July 10th 1863 – September 7th 1863
Fort Wagner was a Confederate fort located on Morris Island, South Carolina. Fort Gregg was another fortification located near Fort Wagner also on Morris Island.
Fort Sumter is located on it’s own island approximately 1.75 miles to the north of Fort Wagner and Fort Gregg. These forts were able to give supporting fire to each other if any of them were attacked.
Fort Sumter protected Charleston harbor from attack. The Union’s main objective was to destroy and silence Fort Sumter. In order to do this they needed to control Morris Island. This meant they had to attack Fort Wagner. Once Morris Island was under Union control the plan was to set up artillery batteries and fire directly at Fort Sumter reducing it to a point where it could no longer threaten Union naval forces.
The Union navy would then clear the channel of the obstructions the Confederates placed and seize Charleston harbor and be able to attack the city of Charleston directly.

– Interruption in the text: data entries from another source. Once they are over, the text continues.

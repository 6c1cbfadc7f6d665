//! Durable progress log backing checkpoint/resume.
//!
//! The log is an append-only CSV with one row per processed symbol, in
//! processing order. Its record count is the resume offset into the input
//! universe, so resuming only works when the input list is identical and
//! identically ordered across runs. The final report is produced by
//! replaying log records, never by re-reading report files.

use std::fs::OpenOptions;
use std::path::{Path, PathBuf};

use serde::{Deserialize, Serialize};
use thiserror::Error;
use tracing::warn;

use crate::fetch::FetchErrorKind;
use crate::filter::{FilterOutcome, RejectReason};
use crate::{QuoteSnapshot, Symbol};

/// Progress log storage errors.
#[derive(Debug, Error)]
pub enum CheckpointError {
    #[error("progress log io error: {0}")]
    Io(#[from] std::io::Error),

    #[error("progress log format error: {0}")]
    Csv(#[from] csv::Error),
}

/// Compact outcome tag stored in the progress log.
#[derive(Debug, Clone, Copy, PartialEq, Eq, Serialize, Deserialize)]
#[serde(rename_all = "snake_case")]
pub enum OutcomeCode {
    Accepted,
    MarketCapTooLow,
    PriceTooLow,
    VolumeTooLow,
    NoData,
    RateLimited,
    NotFound,
    Timeout,
    NetworkError,
    Other,
}

impl From<RejectReason> for OutcomeCode {
    fn from(reason: RejectReason) -> Self {
        match reason {
            RejectReason::MarketCapTooLow => Self::MarketCapTooLow,
            RejectReason::PriceTooLow => Self::PriceTooLow,
            RejectReason::VolumeTooLow => Self::VolumeTooLow,
            RejectReason::NoData => Self::NoData,
        }
    }
}

impl From<FetchErrorKind> for OutcomeCode {
    fn from(kind: FetchErrorKind) -> Self {
        match kind {
            FetchErrorKind::RateLimited => Self::RateLimited,
            FetchErrorKind::NotFound => Self::NotFound,
            FetchErrorKind::Timeout => Self::Timeout,
            FetchErrorKind::NetworkError => Self::NetworkError,
            FetchErrorKind::Other => Self::Other,
        }
    }
}

impl OutcomeCode {
    /// The fetch error class behind a failed outcome, if any.
    pub const fn error_kind(self) -> Option<FetchErrorKind> {
        match self {
            Self::RateLimited => Some(FetchErrorKind::RateLimited),
            Self::NotFound => Some(FetchErrorKind::NotFound),
            Self::Timeout => Some(FetchErrorKind::Timeout),
            Self::NetworkError => Some(FetchErrorKind::NetworkError),
            Self::Other => Some(FetchErrorKind::Other),
            _ => None,
        }
    }
}

/// One processed symbol in the progress log.
///
/// Snapshot columns are populated for accepted symbols only.
#[derive(Debug, Clone, PartialEq, Serialize, Deserialize)]
pub struct ProgressRecord {
    pub ticker: String,
    pub outcome: OutcomeCode,
    pub market_cap: Option<f64>,
    pub price: Option<f64>,
    pub volume: Option<f64>,
    pub sector: Option<String>,
    pub industry: Option<String>,
}

impl ProgressRecord {
    pub fn from_outcome(symbol: &Symbol, outcome: &FilterOutcome) -> Self {
        match outcome {
            FilterOutcome::Accepted(snapshot) => Self::accepted(snapshot),
            FilterOutcome::Rejected(reason) => Self::bare(symbol, OutcomeCode::from(*reason)),
            FilterOutcome::Failed(kind) => Self::bare(symbol, OutcomeCode::from(*kind)),
        }
    }

    pub fn accepted(snapshot: &QuoteSnapshot) -> Self {
        Self {
            ticker: snapshot.symbol.as_str().to_owned(),
            outcome: OutcomeCode::Accepted,
            market_cap: Some(snapshot.market_cap),
            price: Some(snapshot.price),
            volume: Some(snapshot.volume),
            sector: Some(snapshot.sector.clone()),
            industry: Some(snapshot.industry.clone()),
        }
    }

    fn bare(symbol: &Symbol, outcome: OutcomeCode) -> Self {
        Self {
            ticker: symbol.as_str().to_owned(),
            outcome,
            market_cap: None,
            price: None,
            volume: None,
            sector: None,
            industry: None,
        }
    }

    /// Rebuild the accepted snapshot from an `accepted` row.
    ///
    /// Returns `None` for non-accepted rows or rows whose ticker no longer
    /// parses as a symbol.
    pub fn accepted_snapshot(&self) -> Option<QuoteSnapshot> {
        if self.outcome != OutcomeCode::Accepted {
            return None;
        }
        let symbol = match Symbol::parse(&self.ticker) {
            Ok(symbol) => symbol,
            Err(error) => {
                warn!(ticker = %self.ticker, %error, "skipping unparseable log row");
                return None;
            }
        };
        Some(QuoteSnapshot::new(
            symbol,
            self.market_cap.unwrap_or(0.0),
            self.price.unwrap_or(0.0),
            self.volume.unwrap_or(0.0),
            self.sector.clone().unwrap_or_else(|| String::from("Unknown")),
            self.industry
                .clone()
                .unwrap_or_else(|| String::from("Unknown")),
        ))
    }
}

/// Append-only CSV progress log.
///
/// Records are buffered in memory and written out on [`flush`](Self::flush);
/// the filter flushes every checkpoint interval and swallows storage
/// errors so the screening loop is never blocked by them.
#[derive(Debug)]
pub struct ProgressLog {
    path: PathBuf,
    records: Vec<ProgressRecord>,
    pending: usize,
}

impl ProgressLog {
    /// Open a progress log, loading any records already on disk.
    pub fn load(path: impl Into<PathBuf>) -> Result<Self, CheckpointError> {
        let path = path.into();
        let mut records = Vec::new();

        if path.exists() {
            let mut reader = csv::Reader::from_path(&path)?;
            for row in reader.deserialize() {
                let record: ProgressRecord = row?;
                records.push(record);
            }
        }

        Ok(Self {
            path,
            records,
            pending: 0,
        })
    }

    pub fn path(&self) -> &Path {
        &self.path
    }

    /// All records, flushed and buffered, in processing order.
    pub fn records(&self) -> &[ProgressRecord] {
        &self.records
    }

    /// Number of processed symbols; doubles as the resume offset.
    pub fn len(&self) -> usize {
        self.records.len()
    }

    pub fn is_empty(&self) -> bool {
        self.records.is_empty()
    }

    /// Accepted snapshots replayed in original order.
    pub fn accepted(&self) -> Vec<QuoteSnapshot> {
        self.records
            .iter()
            .filter_map(ProgressRecord::accepted_snapshot)
            .collect()
    }

    /// Buffer a record; it reaches disk on the next flush.
    pub fn append(&mut self, record: ProgressRecord) {
        self.records.push(record);
        self.pending += 1;
    }

    /// Append buffered records to the file, writing the header only when
    /// the file is new or empty.
    pub fn flush(&mut self) -> Result<(), CheckpointError> {
        if self.pending == 0 {
            return Ok(());
        }

        let write_header = match std::fs::metadata(&self.path) {
            Ok(meta) => meta.len() == 0,
            Err(_) => true,
        };

        let file = OpenOptions::new()
            .create(true)
            .append(true)
            .open(&self.path)?;
        let mut writer = csv::WriterBuilder::new()
            .has_headers(write_header)
            .from_writer(file);

        let start = self.records.len() - self.pending;
        for record in &self.records[start..] {
            writer.serialize(record)?;
        }
        writer.flush().map_err(csv::Error::from)?;

        self.pending = 0;
        Ok(())
    }
}
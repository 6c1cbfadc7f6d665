use thiserror::Error;

/// Validation errors exposed by `tickersift-core`.
#[derive(Debug, Error, Clone, PartialEq, Eq)]
pub enum ValidationError {
    #[error("symbol cannot be empty")]
    EmptySymbol,
    #[error("symbol length {len} exceeds max {max}")]
    SymbolTooLong { len: usize, max: usize },
    #[error("symbol contains invalid character '{ch}' at index {index}")]
    SymbolInvalidChar { ch: char, index: usize },

    #[error("threshold '{field}' must be finite and non-negative")]
    InvalidThreshold { field: &'static str },

    #[error("max_retries must be at least 1")]
    ZeroRetries,
    #[error("backoff factor '{field}' must be finite and at least 1.0")]
    InvalidBackoffFactor { field: &'static str },
}
//! Result files written after a screen or replay.
//!
//! All filenames carry the current UTC date so consecutive daily runs do
//! not clobber each other:
//!
//! | File | Contents |
//! |------|----------|
//! | `filtered_tickers_YYYYMMDD.csv` | Accepted snapshots, sorted by market cap descending |
//! | `filtered_tickers_YYYYMMDD.txt` | Accepted ticker symbols, one per line |
//! | `failed_tickers_YYYYMMDD.txt` | Symbols with no usable result |
//! | `error_details_YYYYMMDD.txt` | Failed symbols grouped by error class |

use std::path::Path;

use serde::Serialize;
use time::macros::format_description;
use time::OffsetDateTime;
use tracing::info;

use tickersift_core::{FilterReport, QuoteSnapshot};

/// Row shape for the accepted-snapshots CSV.
#[derive(Serialize)]
struct AcceptedRow<'a> {
    ticker: &'a str,
    market_cap: f64,
    price: f64,
    volume: f64,
    sector: &'a str,
    industry: &'a str,
}

impl<'a> From<&'a QuoteSnapshot> for AcceptedRow<'a> {
    fn from(snapshot: &'a QuoteSnapshot) -> Self {
        Self {
            ticker: snapshot.symbol.as_str(),
            market_cap: snapshot.market_cap,
            price: snapshot.price,
            volume: snapshot.volume,
            sector: &snapshot.sector,
            industry: &snapshot.industry,
        }
    }
}

fn date_stamp() -> String {
    // The description is static, so formatting cannot fail.
    OffsetDateTime::now_utc()
        .format(format_description!("[year][month][day]"))
        .unwrap_or_else(|_| String::from("00000000"))
}

/// Write the four result files into `out_dir`.
pub fn write_report(report: &FilterReport, out_dir: &Path) -> Result<(), crate::error::CliError> {
    let stamp = date_stamp();

    let mut sorted: Vec<&QuoteSnapshot> = report.accepted.iter().collect();
    sorted.sort_by(|a, b| {
        b.market_cap
            .partial_cmp(&a.market_cap)
            .unwrap_or(std::cmp::Ordering::Equal)
    });

    let csv_path = out_dir.join(format!("filtered_tickers_{stamp}.csv"));
    let mut writer = csv::Writer::from_path(&csv_path)?;
    for snapshot in &sorted {
        writer.serialize(AcceptedRow::from(*snapshot))?;
    }
    writer.flush().map_err(csv::Error::from)?;

    let mut accepted_list = String::new();
    for snapshot in &sorted {
        accepted_list.push_str(snapshot.symbol.as_str());
        accepted_list.push('\n');
    }
    std::fs::write(
        out_dir.join(format!("filtered_tickers_{stamp}.txt")),
        accepted_list,
    )?;

    let mut failed_list = String::new();
    for ticker in &report.failed {
        failed_list.push_str(ticker);
        failed_list.push('\n');
    }
    std::fs::write(
        out_dir.join(format!("failed_tickers_{stamp}.txt")),
        failed_list,
    )?;

    let mut details = String::new();
    for (kind, tickers) in &report.error_details {
        details.push_str(&format!(
            "{} ({} tickers):\n",
            kind.as_str().to_ascii_uppercase(),
            tickers.len()
        ));
        for ticker in tickers {
            details.push_str("  ");
            details.push_str(ticker);
            details.push('\n');
        }
        details.push('\n');
    }
    std::fs::write(out_dir.join(format!("error_details_{stamp}.txt")), details)?;

    info!(
        dir = %out_dir.display(),
        accepted = sorted.len(),
        failed = report.failed.len(),
        "wrote result files"
    );
    Ok(())
}

/// Log the market-cap tier distribution and the largest accepted names.
pub fn log_distribution(report: &FilterReport) {
    if report.accepted.is_empty() {
        return;
    }

    let mut large = 0usize;
    let mut mid = 0usize;
    let mut small = 0usize;
    for snapshot in &report.accepted {
        if snapshot.market_cap >= 10e9 {
            large += 1;
        } else if snapshot.market_cap >= 2e9 {
            mid += 1;
        } else {
            small += 1;
        }
    }
    info!(large, mid, small, "accepted market-cap tiers");

    let mut sorted: Vec<&QuoteSnapshot> = report.accepted.iter().collect();
    sorted.sort_by(|a, b| {
        b.market_cap
            .partial_cmp(&a.market_cap)
            .unwrap_or(std::cmp::Ordering::Equal)
    });
    for snapshot in sorted.iter().take(10) {
        info!(
            ticker = %snapshot.symbol,
            market_cap = snapshot.market_cap,
            sector = %snapshot.sector,
            "top accepted"
        );
    }
}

After the initial failed assault on Fort Wagner the remaining Union soldiers fell back to defensive position. The brutality of the first attack left the Union commanders puzzled as how the Confederates were able to defeat them so easily.
The Rebels were dug in very well at the fort and it would take much more than a few hundred Yankees charging up a knoll to dislodge the defending Rebels.
From Morris Island, the neighboring beachhead to the north of Ft. Wagner, the Union force enrolled the new brilliant yet untested 54th Massachusetts regiment. The black regiment was the talk of the Civil War and on July 18th, 1863, the men of the 54th would demonstrate what they had learned. Fighting. Their leader was the courageous and Caucasian, Colonel Robert Gould Shaw.
The second assault was met with the same fine defensive stance as the first and once again the Yankees even with the brave and capable 54th, were sent retreating back to Morris Island. One man did not make it back.
Colonel Robert Shaw lay dead on the bloody ground, killed fighting right along side the troops he so loved and honored. The bravery and devotion shown by the black troops in the siege although resulting in failure, was to be their hallmark as the news spread commenting on their valor. The losses they took were substantial and coupled with the loss of their fine leader, made the 54th a wounded but still tough fighting force.
The Union army decided to keep at the fort and after three weeks of intermittent fighting, Ft. Wagner fell to the Federals. A hollow victory at best since the Confederates almost walked away from the fort once the shelling entered its third month. The leader of the Union command was General Quincy Gilmore, an often-maligned leader who could never really dominate any battle in the Civil War. The general would leave the Ft. Wagner recalling in his memories the gallant display he witnessed by the 54th regiment.
This was in stark contrast to what the Confederate leader, General Beauregard, had to say about the 54th’s men. The words not fit to print here. Suffice to say they were not well-received words. The doubt of the valor and fighting capabilities of the black soldiers was now a thing of the past. the men of the 54th showed to the world that black men could and would play an integral part in the victory by the Union forces in the Civil War.